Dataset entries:

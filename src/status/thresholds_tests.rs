use super::*;

fn summary(total_violations: usize, error_rules: usize) -> StatusSummary {
    StatusSummary {
        total_rules: 10,
        executed: 10,
        total_violations,
        error_rules,
        ..StatusSummary::default()
    }
}

#[test]
fn zero_violations_is_all_clean() {
    let status = StatusThresholds::default().classify(&summary(0, 0));
    assert_eq!(status, OverallStatus::AllClean);
    assert_eq!(status.label(), "ALL CLEAN");
}

#[test]
fn few_warnings_is_healthy() {
    assert_eq!(
        StatusThresholds::default().classify(&summary(80, 0)),
        OverallStatus::Healthy
    );
}

#[test]
fn moderate_errors_is_good() {
    let status = StatusThresholds::default().classify(&summary(180, 3));
    assert_eq!(status, OverallStatus::Good);
    assert_eq!(status.to_string(), "GOOD (minor issues)");
}

#[test]
fn ceilings_are_exclusive_and_inclusive_as_documented() {
    let thresholds = StatusThresholds::default();
    assert_eq!(thresholds.classify(&summary(150, 0)), OverallStatus::Good);
    assert_eq!(thresholds.classify(&summary(199, 5)), OverallStatus::Good);
    assert_eq!(thresholds.classify(&summary(199, 6)), OverallStatus::NeedsAttention);
    assert_eq!(thresholds.classify(&summary(200, 1)), OverallStatus::NeedsAttention);
    assert_eq!(thresholds.classify(&summary(500, 0)), OverallStatus::WarningsFound);
}

#[test]
fn any_execution_failure_is_critical() {
    let failing = StatusSummary {
        execution_failed: 1,
        ..summary(0, 0)
    };
    assert_eq!(
        StatusThresholds::default().classify(&failing),
        OverallStatus::Critical
    );
}

#[test]
fn load_failures_above_limit_are_critical() {
    let thresholds = StatusThresholds::default();
    let two = StatusSummary {
        load_failed: 2,
        ..summary(0, 0)
    };
    let three = StatusSummary {
        load_failed: 3,
        ..summary(0, 0)
    };

    assert_eq!(thresholds.classify(&two), OverallStatus::AllClean);
    assert_eq!(thresholds.classify(&three), OverallStatus::Critical);
}

#[test]
fn custom_thresholds_apply() {
    let thresholds = StatusThresholds {
        healthy_violation_ceiling: 10,
        ..StatusThresholds::default()
    };
    assert_eq!(thresholds.classify(&summary(80, 0)), OverallStatus::Good);
}

#[test]
fn failure_statuses() {
    assert!(OverallStatus::Critical.is_failure());
    assert!(OverallStatus::NeedsAttention.is_failure());
    assert!(!OverallStatus::WarningsFound.is_failure());
    assert!(!OverallStatus::Good.is_failure());
}

#[test]
fn thresholds_deserialize_with_defaults() {
    let thresholds: StatusThresholds = toml::from_str("good_error_rule_ceiling = 2").unwrap();
    assert_eq!(thresholds.good_error_rule_ceiling, 2);
    assert_eq!(thresholds.healthy_violation_ceiling, 150);
}
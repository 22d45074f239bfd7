use super::*;

fn names(nodes: &[SyntaxNode]) -> Vec<&str> {
    nodes.iter().map(|n| n.name.as_str()).collect()
}

fn span(node: &SyntaxNode) -> (usize, usize) {
    (node.start_line, node.end_line)
}

// =============================================================================
// Python
// =============================================================================

#[test]
fn python_builds_class_tree() {
    let content = r#"import os


class Foo:
    """Docs."""

    def method(self):
        x = 1
        return x

    async def other(self):
        pass


def top_level(a,
              b):
    return a + b
"#;
    let tree = TreeSitterParser::PYTHON.parse(content).unwrap();

    assert_eq!(names(&tree.nodes), vec!["Foo", "top_level"]);
    let foo = &tree.nodes[0];
    assert_eq!(foo.kind, NodeKind::Class);
    assert_eq!(span(foo), (4, 12));
    assert_eq!(names(&foo.children), vec!["method", "other"]);
    assert_eq!(span(&foo.children[0]), (7, 9));
    assert_eq!(span(&foo.children[1]), (11, 12));

    let top = &tree.nodes[1];
    assert_eq!(top.kind, NodeKind::Function);
    assert_eq!(span(top), (15, 17));
}

#[test]
fn python_decorated_function_starts_at_def() {
    let content = "\n@decorator\ndef decorated():\n    pass\n\n@functools.lru_cache(maxsize=128)\ndef cached(x):\n    return x\n";
    let tree = TreeSitterParser::PYTHON.parse(content).unwrap();

    assert_eq!(names(&tree.nodes), vec!["decorated", "cached"]);
    assert_eq!(tree.nodes[0].start_line, 3);
}

#[test]
fn python_nested_function_is_a_child() {
    let content = "def outer():\n    def inner():\n        return 1\n    return inner\n";
    let tree = TreeSitterParser::PYTHON.parse(content).unwrap();

    assert_eq!(names(&tree.nodes), vec!["outer"]);
    assert_eq!(names(&tree.nodes[0].children), vec!["inner"]);
    assert_eq!(span(&tree.nodes[0].children[0]), (2, 3));
}

#[test]
fn python_ignores_definitions_inside_strings() {
    let content = "TEXT = \"\"\"\ndef fake():\n    pass\n\"\"\"\n\n# def commented():\n\ndef real():\n    return TEXT\n";
    let tree = TreeSitterParser::PYTHON.parse(content).unwrap();

    assert_eq!(names(&tree.nodes), vec!["real"]);
}

#[test]
fn python_with_byte_order_mark_keeps_blocks() {
    let tree = TreeSitterParser::PYTHON
        .parse("\u{feff}def f():\n    return 1\n")
        .unwrap();

    assert_eq!(names(&tree.nodes), vec!["f"]);
    assert_eq!(span(&tree.nodes[0]), (1, 2));
}

#[test]
fn python_syntax_error_reports_line() {
    let err = TreeSitterParser::PYTHON
        .parse("def ok():\n    return 1\n\ndef broken(:\n    pass\n")
        .unwrap_err();
    assert!((4..=5).contains(&err.line), "line {}", err.line);
}

#[test]
fn empty_source_parses_to_empty_tree() {
    let tree = TreeSitterParser::PYTHON.parse("").unwrap();
    assert!(tree.is_empty());
}

// =============================================================================
// Rust
// =============================================================================

#[test]
fn rust_nests_methods_under_impl() {
    let content = r#"pub struct Foo {
    a: u8,
}

impl Foo {
    pub fn new() -> Self {
        Self { a: 0 }
    }

    fn helper(&self) -> [u8; 2] {
        [self.a, 1]
    }
}

fn main() {
    let s = "}";
}
"#;
    let tree = TreeSitterParser::RUST.parse(content).unwrap();

    assert_eq!(names(&tree.nodes), vec!["Foo", "Foo", "main"]);
    assert_eq!(tree.nodes[0].kind, NodeKind::Class);
    assert_eq!(span(&tree.nodes[0]), (1, 3));

    let imp = &tree.nodes[1];
    assert_eq!(span(imp), (5, 13));
    assert_eq!(names(&imp.children), vec!["new", "helper"]);
    assert_eq!(span(&imp.children[0]), (6, 8));
    assert_eq!(span(&imp.children[1]), (10, 12));

    assert_eq!(span(&tree.nodes[2]), (15, 17));
}

#[test]
fn rust_skips_bodyless_declarations() {
    let content = r"trait Shape {
    fn area(&self) -> f64;
    fn name(&self) -> String {
        String::new()
    }
}

struct Marker;
mod external;
";
    let tree = TreeSitterParser::RUST.parse(content).unwrap();

    assert_eq!(names(&tree.nodes), vec!["Shape"]);
    assert_eq!(names(&tree.nodes[0].children), vec!["name"]);
}

#[test]
fn rust_generic_impl_is_named_after_type() {
    let content = "impl<T: Clone> Display for Wrapper<T> {\n    fn fmt(&self) {}\n}\n";
    let tree = TreeSitterParser::RUST.parse(content).unwrap();

    assert_eq!(names(&tree.nodes), vec!["Wrapper"]);
    assert_eq!(names(&tree.nodes[0].children), vec!["fmt"]);
}

#[test]
fn rust_rejects_unbalanced_braces() {
    assert!(
        TreeSitterParser::RUST
            .parse("fn main() {\n    let x = 1;\n")
            .is_err()
    );
}

// =============================================================================
// Go
// =============================================================================

#[test]
fn go_finds_types_and_methods() {
    let content = "package main

type Server struct {
\taddr string
}

type ID int

func (s *Server) Start() error {
\treturn nil
}

func main() {
}
";
    let tree = TreeSitterParser::GO.parse(content).unwrap();

    assert_eq!(names(&tree.nodes), vec!["Server", "Start", "main"]);
    assert_eq!(tree.nodes[0].kind, NodeKind::Class);
    assert_eq!(span(&tree.nodes[0]), (3, 5));
    assert_eq!(tree.nodes[1].kind, NodeKind::Function);
    assert_eq!(span(&tree.nodes[1]), (9, 11));
}

// =============================================================================
// TypeScript / JavaScript
// =============================================================================

#[test]
fn typescript_finds_classes_methods_and_arrow_functions() {
    let content = "interface Shape {
  area(): number;
}

export class Circle implements Shape {
  constructor(private r: number) {}

  area(): number {
    return Math.PI * this.r * this.r;
  }
}

export const double = (x: number): number => {
  return x * 2;
};

function helper<T>(value: T): T {
  return value;
}
";
    let tree = TreeSitterParser::TYPESCRIPT.parse(content).unwrap();

    assert_eq!(names(&tree.nodes), vec!["Shape", "Circle", "double", "helper"]);
    let circle = &tree.nodes[1];
    assert_eq!(circle.kind, NodeKind::Class);
    assert_eq!(span(circle), (5, 11));
    assert_eq!(names(&circle.children), vec!["constructor", "area"]);
    assert_eq!(tree.nodes[2].kind, NodeKind::Function);
    assert_eq!(span(&tree.nodes[2]), (13, 15));
}

#[test]
fn javascript_accepts_jsx() {
    let content = "function App() {\n  return <div className=\"app\">{title}</div>;\n}\n";
    let tree = TreeSitterParser::JAVASCRIPT.parse(content).unwrap();

    assert_eq!(names(&tree.nodes), vec!["App"]);
    assert_eq!(span(&tree.nodes[0]), (1, 3));
}
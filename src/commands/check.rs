use crate::cli::{CheckArgs, Cli};
use crate::config::Config;
use crate::context::{ScanContext, TestFileClassifier};
use crate::output::{
    ColorMode, JsonFormatter, OutputFormat, ScanProgress, StatusFormatter, TextFormatter,
};
use crate::runner::{ScanTarget, ValidationRunner};
use crate::status::{OverallStatus, RuleOutcome, StatusAggregator, StatusReport};
use crate::{EXIT_CONFIG_ERROR, EXIT_SUCCESS, EXIT_THRESHOLD_EXCEEDED};

use super::context::{
    build_registry, color_choice_to_mode, discover_files, load_catalog, load_config,
    load_story_graph, resolve_changed_files, write_output,
};

#[must_use]
pub fn run_check(args: &CheckArgs, cli: &Cli) -> i32 {
    match run_check_impl(args, cli) {
        Ok(exit_code) => exit_code,
        Err(e) => {
            eprintln!("Error: {e}");
            EXIT_CONFIG_ERROR
        }
    }
}

pub(crate) fn run_check_impl(args: &CheckArgs, cli: &Cli) -> crate::Result<i32> {
    // 1. Load configuration and apply CLI overrides
    let mut config = load_config(args.config.as_deref(), cli.no_config)?;
    apply_cli_overrides(&mut config, args);

    // 2. Load rules and the scanners they can bind to
    let catalog = load_catalog(&config)?;
    let registry = build_registry(&config);

    // 3. Discover files and build the shared scope
    let classifier = TestFileClassifier::new(&config.test_files.patterns)?;
    let files = discover_files(&args.paths, &config)?;
    tracing::debug!(files = files.len(), rules = catalog.len(), "starting validation");
    let changed = resolve_changed_files(&args.changed, &files);
    let target = ScanTarget::from_paths(files, &classifier).with_changed_files(changed);

    // 4. Run every rule
    let context =
        ScanContext::new(load_story_graph(args.story_graph.as_deref())?).with_classifier(classifier);
    let runner = ValidationRunner::new(&registry)
        .with_context(context)
        .with_jobs(args.jobs)
        .with_max_comparisons(config.cross_file.max_comparisons);

    let progress = ScanProgress::new(catalog.len() as u64, cli.quiet);
    let on_outcome = |outcome: &RuleOutcome| progress.record(outcome);
    let outcomes = runner.run(catalog.rules(), &target, Some(&on_outcome));
    progress.finish();

    // 5. Aggregate, format and write
    let report = StatusAggregator::new(config.status).build(&outcomes);
    let color_mode = color_choice_to_mode(cli.color);
    let output = format_report(args.format, &report, color_mode, cli.verbose)?;
    write_output(args.output.as_deref(), &output, cli.quiet)?;

    Ok(exit_code_for(report.status, args.warn_only))
}

pub(crate) fn apply_cli_overrides(config: &mut Config, args: &CheckArgs) {
    if let Some(rules) = &args.rules {
        config.rules.dir.clone_from(rules);
    }
    if let Some(bot) = &args.bot {
        config.rules.bot = Some(bot.clone());
    }
    if let Some(ext) = &args.ext {
        config.scanner.extensions.clone_from(ext);
    }
    config.scanner.exclude.extend(args.exclude.iter().cloned());
    if let Some(max_comparisons) = args.max_comparisons {
        config.cross_file.max_comparisons = max_comparisons;
    }
}

pub(crate) fn format_report(
    format: OutputFormat,
    report: &StatusReport<'_>,
    color_mode: ColorMode,
    verbose: u8,
) -> crate::Result<String> {
    match format {
        OutputFormat::Text => TextFormatter::with_verbose(color_mode, verbose).format(report),
        OutputFormat::Json => JsonFormatter.format(report),
    }
}

pub(crate) const fn exit_code_for(status: OverallStatus, warn_only: bool) -> i32 {
    if !warn_only && status.is_failure() {
        EXIT_THRESHOLD_EXCEEDED
    } else {
        EXIT_SUCCESS
    }
}

#[cfg(test)]
#[path = "check_tests.rs"]
mod tests;
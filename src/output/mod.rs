mod json;
mod progress;
mod text;

pub use json::JsonFormatter;
pub use progress::ScanProgress;
pub use text::{ColorMode, TextFormatter};

use crate::error::Result;
use crate::status::StatusReport;

/// Trait for rendering a status report.
pub trait StatusFormatter {
    /// Render the report into a string.
    ///
    /// # Errors
    /// Returns an error if the formatting fails.
    fn format(&self, report: &StatusReport<'_>) -> Result<String>;
}

#[derive(Debug, Clone, Copy, PartialEq, Eq, Default)]
pub enum OutputFormat {
    #[default]
    Text,
    Json,
}

impl std::str::FromStr for OutputFormat {
    type Err = String;

    fn from_str(s: &str) -> std::result::Result<Self, Self::Err> {
        match s.to_lowercase().as_str() {
            "text" => Ok(Self::Text),
            "json" => Ok(Self::Json),
            _ => Err(format!("Unknown output format: {s}")),
        }
    }
}

#[cfg(test)]
#[path = "mod_tests.rs"]
mod tests;
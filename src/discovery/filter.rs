use std::path::{Component, Path, PathBuf};

use globset::{Glob, GlobSet, GlobSetBuilder};

use crate::error::{Result, RuleScanError};

pub trait FileFilter {
    fn should_include(&self, path: &Path) -> bool;
}

/// Compile `patterns` into one set, naming the offending pattern on failure.
///
/// # Errors
/// Returns `InvalidPattern` for the first pattern globset rejects.
pub fn compile_globs(patterns: &[String]) -> Result<GlobSet> {
    let mut builder = GlobSetBuilder::new();
    for pattern in patterns {
        let glob = Glob::new(pattern).map_err(|source| RuleScanError::InvalidPattern {
            pattern: pattern.clone(),
            source,
        })?;
        builder.add(glob);
    }
    builder.build().map_err(|source| RuleScanError::InvalidPattern {
        pattern: patterns.join(", "),
        source,
    })
}

/// Keeps files with a listed extension that match no exclude pattern.
///
/// Extensions compare case-insensitively and may be written with or
/// without the leading dot. Excludes are matched against the path with
/// any `./` prefix removed, so `./build/x.py` and `build/x.py` agree.
pub struct GlobFilter {
    extensions: Vec<String>,
    excludes: GlobSet,
}

impl GlobFilter {
    /// Create a filter; an empty extension list accepts every extension.
    ///
    /// # Errors
    /// Returns an error if any exclude pattern is invalid.
    pub fn new(extensions: Vec<String>, exclude_patterns: &[String]) -> Result<Self> {
        let extensions = extensions
            .into_iter()
            .map(|ext| ext.trim_start_matches('.').to_ascii_lowercase())
            .filter(|ext| !ext.is_empty())
            .collect();
        Ok(Self {
            extensions,
            excludes: compile_globs(exclude_patterns)?,
        })
    }

    fn has_listed_extension(&self, path: &Path) -> bool {
        if self.extensions.is_empty() {
            return true;
        }
        path.extension()
            .and_then(|ext| ext.to_str())
            .is_some_and(|ext| self.extensions.iter().any(|e| e.eq_ignore_ascii_case(ext)))
    }

    fn is_excluded(&self, path: &Path) -> bool {
        let relative: PathBuf = path
            .components()
            .skip_while(|c| matches!(c, Component::CurDir))
            .collect();
        self.excludes.is_match(&relative)
    }
}

impl FileFilter for GlobFilter {
    fn should_include(&self, path: &Path) -> bool {
        self.has_listed_extension(path) && !self.is_excluded(path)
    }
}

#[cfg(test)]
#[path = "filter_tests.rs"]
mod tests;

### Prompt
Whenever a line in the entries holds the word "NodeKind", copy that line.

### The answer
    assert_eq!(foo.kind, NodeKind::Class);
    assert_eq!(top.kind, NodeKind::Function);
    assert_eq!(tree.nodes[0].kind, NodeKind::Class);
    assert_eq!(tree.nodes[0].kind, NodeKind::Class);
    assert_eq!(tree.nodes[1].kind, NodeKind::Function);
    assert_eq!(circle.kind, NodeKind::Class);
    assert_eq!(tree.nodes[2].kind, NodeKind::Function);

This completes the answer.